2020 American documentary TV series

Prop Culture is an American documentary television series hosted by Dan Lanigan. The series premiered on Disney+ on May 1, 2020. In May 2023, it was removed from the service.

== Premise ==
The series is hosted by film historian and collector Dan Lanigan, who explores and showcases costumes, set designs, music, and props from various Disney films. Throughout each episode, Lanigan conducts interviews with cast and crew from each film, providing in-depth insights into their production and legacies.

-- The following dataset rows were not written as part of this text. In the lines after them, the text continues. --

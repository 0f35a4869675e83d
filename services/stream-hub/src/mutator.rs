//! Analyze/Modify state machine
//!
//! `analyze` decides what an incoming item means for the cache; `modify`
//! applies one surgical transition. Hubs with an upstream provider only ever
//! append on `Add` and answer everything else with a rebuild of the affected
//! suffix. Root sources, which have nothing to replay from, resolve a
//! rebuild into the in-place `AddOld`/`Update` transition instead.

use tracing::debug;

use types::errors::StreamError;
use types::series::Series;
use types::timestamp::Timestamp;

use crate::act::Act;
use crate::cache::TimeSeriesCache;
use crate::config::HubConfig;
use crate::overflow::{Arrival, OverflowGuard};

/// Owns one hub's cache, its overflow guard and its fault flag.
#[derive(Debug, Clone)]
pub struct CacheMutator<T> {
    cache: TimeSeriesCache<T>,
    guard: OverflowGuard<T>,
    max_cache_size: Option<usize>,
    faulted: bool,
}

impl<T: Series> CacheMutator<T> {
    pub fn new(config: &HubConfig) -> Self {
        Self {
            cache: TimeSeriesCache::new(),
            guard: OverflowGuard::new(config.overflow_threshold),
            max_cache_size: config.max_cache_size,
            faulted: false,
        }
    }

    pub fn cache(&self) -> &TimeSeriesCache<T> {
        &self.cache
    }

    pub fn guard(&self) -> &OverflowGuard<T> {
        &self.guard
    }

    pub fn is_faulted(&self) -> bool {
        self.faulted
    }

    /// Clear the fault flag and the repeat counter. The cache is untouched.
    pub fn reset_fault(&mut self) {
        self.faulted = false;
        self.guard.clear_count();
    }

    /// Classify an arrival: `Ignore`, `Add` or `Rebuild`.
    ///
    /// An overflow sets the fault flag before the error is returned.
    pub fn analyze(&mut self, item: &T) -> Result<Act, StreamError> {
        match self.guard.classify(item) {
            Err(err) => {
                self.faulted = true;
                return Err(err);
            }
            Ok(Arrival::Ignore) => return Ok(Act::Ignore),
            Ok(Arrival::Proceed) => {}
        }

        Ok(match self.cache.last() {
            Some(last) if item.timestamp() <= last.timestamp() => Act::Rebuild,
            _ => Act::Add,
        })
    }

    /// Classify an item that may revise the last entry in place.
    ///
    /// A same-timestamp-as-last item yields `Update` (or `Ignore` when
    /// identical) without touching the repeat counter; producers that build
    /// a bar tick by tick revise their newest entry many times legitimately.
    pub fn analyze_revision(&mut self, item: &T) -> Result<Act, StreamError> {
        if let Some(last) = self.cache.last() {
            if last.timestamp() == item.timestamp() {
                return Ok(if last == item { Act::Ignore } else { Act::Update });
            }
        }
        self.analyze(item)
    }

    /// Surgical transition for an item that cannot simply be appended.
    pub fn resolve(&self, item: &T) -> Act {
        let ts = item.timestamp();
        match self.cache.last() {
            None => Act::Add,
            Some(last) if ts > last.timestamp() => Act::Add,
            _ if self.cache.find_index(ts).is_some() => Act::Update,
            _ => Act::AddOld,
        }
    }

    /// Apply one transition. Returns the act actually performed (an identical
    /// `Update` is demoted to `Ignore`) and the affected index.
    pub fn modify(&mut self, act: Act, item: T) -> Result<(Act, Option<usize>), StreamError> {
        let ts = item.timestamp();

        match act {
            Act::Add => {
                if let Some(last) = self.cache.last() {
                    if last.timestamp() >= ts {
                        return Err(StreamError::invariant(format!(
                            "append at {} is not after last entry at {}",
                            ts,
                            last.timestamp()
                        )));
                    }
                }
                let index = self.cache.append(item);
                self.faulted = false;
                Ok((Act::Add, Some(index)))
            }
            Act::AddOld => {
                if self.cache.find_index(ts).is_some() {
                    return Err(StreamError::invariant(format!(
                        "insert at {} would duplicate an existing timestamp",
                        ts
                    )));
                }
                let index = self.cache.insert_sorted(item);
                Ok((Act::AddOld, Some(index)))
            }
            Act::Update => {
                let index = self
                    .cache
                    .find_index(ts)
                    .ok_or(StreamError::NotFound { timestamp: ts })?;
                if self.cache[index] == item {
                    debug!(timestamp = %ts, "Update identical to cached entry");
                    return Ok((Act::Ignore, Some(index)));
                }
                self.cache.replace(index, item)?;
                Ok((Act::Update, Some(index)))
            }
            Act::Delete => {
                let index = self
                    .cache
                    .index_of(&item)
                    .or_else(|| self.cache.find_index(ts))
                    .ok_or(StreamError::NotFound { timestamp: ts })?;
                self.cache.remove_at(index)?;
                self.guard.forget_from(ts);
                Ok((Act::Delete, Some(index)))
            }
            Act::Ignore => Ok((Act::Ignore, None)),
            Act::Rebuild => Err(StreamError::invariant(
                "rebuild is not a single-item cache modification",
            )),
        }
    }

    /// Delete the entry at `index`.
    pub fn remove_at(&mut self, index: usize) -> Result<T, StreamError> {
        let item = self.cache.remove_at(index)?;
        self.guard.forget_from(item.timestamp());
        Ok(item)
    }

    /// Delete the last entry if it is at or after `from`.
    ///
    /// Calling this until it returns `None` walks a range deletion from the
    /// end toward `from`.
    pub fn delete_last_from(&mut self, from: Timestamp) -> Result<Option<T>, StreamError> {
        let last = match self.cache.last() {
            Some(last) if last.timestamp() >= from => last.clone(),
            _ => return Ok(None),
        };
        self.modify(Act::Delete, last.clone())?;
        Ok(Some(last))
    }

    /// Silently drop every entry at or after `from`.
    pub fn truncate_from(&mut self, from: Timestamp) -> usize {
        let removed = self.cache.truncate_from_timestamp(from);
        if removed > 0 {
            self.guard.forget_from(from);
        }
        removed
    }

    /// Drop the oldest entries until the cache fits the configured maximum.
    ///
    /// Returns the timestamp of the newest entry dropped, or `None` when the
    /// cache already fits.
    pub fn prune(&mut self) -> Option<Timestamp> {
        let max = self.max_cache_size?;
        let excess = self.cache.len().saturating_sub(max);
        if excess == 0 {
            return None;
        }
        let to = self.cache.prune_front(excess)?;
        debug!(pruned = excess, to = %to, "Cache pruned to maximum size");
        Some(to)
    }

    /// Drop every entry at or before `to`, following a provider prune.
    pub fn prune_through(&mut self, to: Timestamp) -> usize {
        self.cache.remove_through(to)
    }

    /// Place a replayed item: append, replace same timestamp, or insert sorted.
    ///
    /// Replay bypasses the overflow guard; the provider cache it is read
    /// from is already settled.
    pub fn settle(&mut self, item: T) -> Result<usize, StreamError> {
        let ts = item.timestamp();
        let newer = self.cache.last().map_or(true, |last| ts > last.timestamp());
        if newer {
            return Ok(self.cache.append(item));
        }
        match self.cache.find_index(ts) {
            Some(index) => {
                self.cache.replace(index, item)?;
                Ok(index)
            }
            None => Ok(self.cache.insert_sorted(item)),
        }
    }
}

Films highlighted in the series include Pirates of the Caribbean: The Curse of the Black Pearl, Mary Poppins, Tron, The Nightmare Before Christmas, The Muppet Movie, Who Framed Roger Rabbit, The Chronicles of Narnia: The Lion, the Witch and the Wardrobe, and Honey, I Shrunk the Kids.

== Episodes ==

| No. | Title | Original release date |
| 1 | "Mary Poppins" | May 1, 2020 |
Dan learns the stories behind the props from the movie Mary Poppins. Actress Karen Dotrice guest stars.
| 2 | "Tron" | May 1, 2020 |
Dan enters the world of the visionary science fiction movie, Tron and restores one of its most memorable props.
| 3 | "The Nightmare Before Christmas" | May 1, 2020 |
Dan meets creative contributors behind Tim Burton's The Nightmare Before Christmas. Film composer Danny Elfman guest stars.
| 4 | "Pirates of the Caribbean: Curse of the Black Pearl" | May 1, 2020 |
Dan uncovers treasures from Pirates of the Caribbean: The Curse of the Black Pearl. Concept designers Jim Byrkit and Crash McCreery, costume designer Penny Rose, and swordsmith Tony Swatton guest star, along with visiting St. Vincent and the Pirates of the Caribbean at Disneyland.
| 5 | "Honey, I Shrunk the Kids" | May 1, 2020 |
Dan explores the futuristic inventions from Honey, I Shrunk the Kids. Rick Moranis, Thomas Wilson Brown, Jared Rushton, and Amy O'Neill guest star.
| 6 | "Chronicles of Narnia: The Lion, Witch and The Wardrobe" | May 1, 2020 |
Dan investigates props from The Chronicles of Narnia: The Lion, the Witch and the Wardrobe. William Moseley, Anna Popplewell, and Georgie Henley guest star.
| 7 | "Who Framed Roger Rabbit" | May 1, 2020 |
Dan uncovers the secrets behind Walt Disney's Oscar-winning film Who Framed Roger Rabbit. Actor Christopher Lloyd, who played Judge Doom in the film, guest stars.
| 8 | "The Muppet Movie" | May 1, 2020 |
Dan takes a road trip to find missing props from The Muppet Movie. Brian Henson and Muppet performer Dave Goelz guest star.